● **EXERCISE INPUT**:
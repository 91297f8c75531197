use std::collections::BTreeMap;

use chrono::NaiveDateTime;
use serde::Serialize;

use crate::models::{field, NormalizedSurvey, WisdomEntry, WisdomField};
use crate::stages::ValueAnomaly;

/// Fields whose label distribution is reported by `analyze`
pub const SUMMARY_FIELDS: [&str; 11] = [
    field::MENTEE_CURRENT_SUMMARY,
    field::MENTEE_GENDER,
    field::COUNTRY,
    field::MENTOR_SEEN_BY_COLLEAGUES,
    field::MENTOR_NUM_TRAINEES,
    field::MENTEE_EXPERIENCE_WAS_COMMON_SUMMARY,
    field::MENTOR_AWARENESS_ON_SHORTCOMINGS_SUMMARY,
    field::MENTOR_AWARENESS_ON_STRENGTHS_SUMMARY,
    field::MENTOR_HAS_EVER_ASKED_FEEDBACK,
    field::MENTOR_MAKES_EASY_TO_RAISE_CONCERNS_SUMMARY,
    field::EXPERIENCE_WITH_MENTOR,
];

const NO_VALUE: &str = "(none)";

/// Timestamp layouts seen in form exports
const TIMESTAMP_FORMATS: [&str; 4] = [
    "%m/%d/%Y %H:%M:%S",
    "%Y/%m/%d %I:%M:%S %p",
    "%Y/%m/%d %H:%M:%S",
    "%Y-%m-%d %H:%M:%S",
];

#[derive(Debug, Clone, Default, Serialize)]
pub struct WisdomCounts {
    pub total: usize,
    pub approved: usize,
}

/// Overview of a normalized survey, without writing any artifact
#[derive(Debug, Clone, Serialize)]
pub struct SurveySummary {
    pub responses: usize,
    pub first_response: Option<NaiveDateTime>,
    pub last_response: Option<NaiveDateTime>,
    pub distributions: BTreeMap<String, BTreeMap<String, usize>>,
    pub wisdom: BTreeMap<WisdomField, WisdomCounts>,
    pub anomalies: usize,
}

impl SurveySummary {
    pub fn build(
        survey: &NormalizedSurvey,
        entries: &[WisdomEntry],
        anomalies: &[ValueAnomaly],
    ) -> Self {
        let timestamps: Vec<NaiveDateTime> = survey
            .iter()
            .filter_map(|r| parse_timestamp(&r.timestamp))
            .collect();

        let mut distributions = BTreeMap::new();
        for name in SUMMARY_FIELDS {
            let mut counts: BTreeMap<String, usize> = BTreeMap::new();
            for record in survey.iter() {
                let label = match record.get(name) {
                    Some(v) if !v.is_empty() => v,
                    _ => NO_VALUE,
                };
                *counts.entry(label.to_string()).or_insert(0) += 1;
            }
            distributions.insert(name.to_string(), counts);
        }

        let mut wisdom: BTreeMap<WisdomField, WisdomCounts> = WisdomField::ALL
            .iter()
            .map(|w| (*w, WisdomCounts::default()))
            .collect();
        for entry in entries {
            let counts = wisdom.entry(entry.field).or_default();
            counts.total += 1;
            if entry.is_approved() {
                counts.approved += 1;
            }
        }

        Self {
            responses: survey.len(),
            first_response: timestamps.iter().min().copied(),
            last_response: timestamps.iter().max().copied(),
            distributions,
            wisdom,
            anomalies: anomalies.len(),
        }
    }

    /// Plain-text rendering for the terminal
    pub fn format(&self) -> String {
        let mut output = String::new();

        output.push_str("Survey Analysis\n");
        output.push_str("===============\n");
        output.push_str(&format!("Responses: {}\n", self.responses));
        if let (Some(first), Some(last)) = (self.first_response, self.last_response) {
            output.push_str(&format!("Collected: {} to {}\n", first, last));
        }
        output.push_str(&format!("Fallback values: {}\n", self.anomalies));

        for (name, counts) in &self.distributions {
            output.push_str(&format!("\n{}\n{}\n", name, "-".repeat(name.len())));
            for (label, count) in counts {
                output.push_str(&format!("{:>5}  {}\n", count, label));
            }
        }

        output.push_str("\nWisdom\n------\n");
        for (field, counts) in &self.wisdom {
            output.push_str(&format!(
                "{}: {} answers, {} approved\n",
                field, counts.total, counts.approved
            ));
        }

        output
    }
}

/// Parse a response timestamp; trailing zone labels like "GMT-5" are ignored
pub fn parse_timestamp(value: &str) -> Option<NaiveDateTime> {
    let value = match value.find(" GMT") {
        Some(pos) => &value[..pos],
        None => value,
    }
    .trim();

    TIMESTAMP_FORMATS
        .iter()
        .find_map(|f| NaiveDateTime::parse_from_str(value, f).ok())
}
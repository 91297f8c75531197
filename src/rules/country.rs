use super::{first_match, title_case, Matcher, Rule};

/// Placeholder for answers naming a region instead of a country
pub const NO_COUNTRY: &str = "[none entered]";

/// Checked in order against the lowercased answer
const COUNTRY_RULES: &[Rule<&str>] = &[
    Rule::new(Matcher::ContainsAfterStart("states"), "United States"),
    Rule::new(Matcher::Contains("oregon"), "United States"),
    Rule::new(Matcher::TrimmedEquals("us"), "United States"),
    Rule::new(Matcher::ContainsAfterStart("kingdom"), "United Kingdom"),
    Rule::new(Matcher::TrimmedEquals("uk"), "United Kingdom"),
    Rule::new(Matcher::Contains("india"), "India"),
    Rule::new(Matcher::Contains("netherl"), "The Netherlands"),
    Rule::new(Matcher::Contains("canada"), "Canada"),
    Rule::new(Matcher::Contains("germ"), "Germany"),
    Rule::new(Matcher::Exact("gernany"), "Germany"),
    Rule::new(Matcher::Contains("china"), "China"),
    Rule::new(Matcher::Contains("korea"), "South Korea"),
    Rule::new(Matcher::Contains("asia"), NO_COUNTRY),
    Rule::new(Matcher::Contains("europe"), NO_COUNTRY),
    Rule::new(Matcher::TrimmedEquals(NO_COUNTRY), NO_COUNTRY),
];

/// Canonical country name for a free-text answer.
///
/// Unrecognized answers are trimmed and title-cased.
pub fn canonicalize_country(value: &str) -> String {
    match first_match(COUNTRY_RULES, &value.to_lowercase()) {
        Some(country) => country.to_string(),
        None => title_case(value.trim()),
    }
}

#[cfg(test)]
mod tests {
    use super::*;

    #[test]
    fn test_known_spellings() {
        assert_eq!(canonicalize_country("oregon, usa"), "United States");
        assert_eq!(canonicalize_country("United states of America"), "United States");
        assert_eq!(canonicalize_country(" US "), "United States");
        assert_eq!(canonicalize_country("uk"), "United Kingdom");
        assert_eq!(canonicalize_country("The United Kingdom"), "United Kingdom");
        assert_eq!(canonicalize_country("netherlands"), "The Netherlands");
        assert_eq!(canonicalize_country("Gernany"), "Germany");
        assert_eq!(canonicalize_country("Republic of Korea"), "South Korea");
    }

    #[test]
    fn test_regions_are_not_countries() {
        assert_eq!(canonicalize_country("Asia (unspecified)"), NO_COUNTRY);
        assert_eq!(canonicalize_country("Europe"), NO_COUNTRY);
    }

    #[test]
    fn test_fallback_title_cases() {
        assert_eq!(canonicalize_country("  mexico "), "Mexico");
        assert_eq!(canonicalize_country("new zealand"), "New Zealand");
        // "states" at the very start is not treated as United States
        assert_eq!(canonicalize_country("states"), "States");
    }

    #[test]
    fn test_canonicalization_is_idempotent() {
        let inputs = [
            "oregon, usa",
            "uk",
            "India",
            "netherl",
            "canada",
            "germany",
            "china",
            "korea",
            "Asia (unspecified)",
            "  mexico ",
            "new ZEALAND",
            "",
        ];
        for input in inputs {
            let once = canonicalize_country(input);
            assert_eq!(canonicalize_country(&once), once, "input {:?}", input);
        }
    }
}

● **WHAT NEEDS TO BE DONE**:
Whenever a line of the data holds the string "India", pick that line out.

● **TASK ANSWER**:
    Rule::new(Matcher::Contains("india"), "India"),
            "India",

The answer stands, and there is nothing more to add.